WHAT THE EXERCISE ASKS
Please output the data below exactly as given, starting at its first line and stopping after the line that contains "a credential handler.".

START ENTRIES SUPPLIED

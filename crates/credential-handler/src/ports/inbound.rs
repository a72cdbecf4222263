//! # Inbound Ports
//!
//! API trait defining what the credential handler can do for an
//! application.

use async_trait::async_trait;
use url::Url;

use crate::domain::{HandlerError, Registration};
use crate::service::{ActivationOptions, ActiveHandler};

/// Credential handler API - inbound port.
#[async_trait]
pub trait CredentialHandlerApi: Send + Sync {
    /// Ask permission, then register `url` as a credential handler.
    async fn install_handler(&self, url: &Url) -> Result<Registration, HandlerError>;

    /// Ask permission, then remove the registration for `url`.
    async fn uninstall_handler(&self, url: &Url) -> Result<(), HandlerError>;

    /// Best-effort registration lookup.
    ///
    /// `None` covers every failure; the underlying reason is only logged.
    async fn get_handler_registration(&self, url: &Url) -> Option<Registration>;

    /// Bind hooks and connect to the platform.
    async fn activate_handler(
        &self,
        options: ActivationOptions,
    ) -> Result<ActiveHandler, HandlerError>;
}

END ENTRIES SUPPLIED

EXERCISE RESPONSE
filename crates/credential-handler/src/ports/inbound.rs
repository a72cdbecf4222263
//! # Inbound Ports
//!
//! API trait defining what the credential handler can do for an
//! application.

use async_trait::async_trait;
use url::Url;

use crate::domain::{HandlerError, Registration};
use crate::service::{ActivationOptions, ActiveHandler};

/// Credential handler API - inbound port.
#[async_trait]
pub trait CredentialHandlerApi: Send + Sync {
    /// Ask permission, then register `url` as a credential handler.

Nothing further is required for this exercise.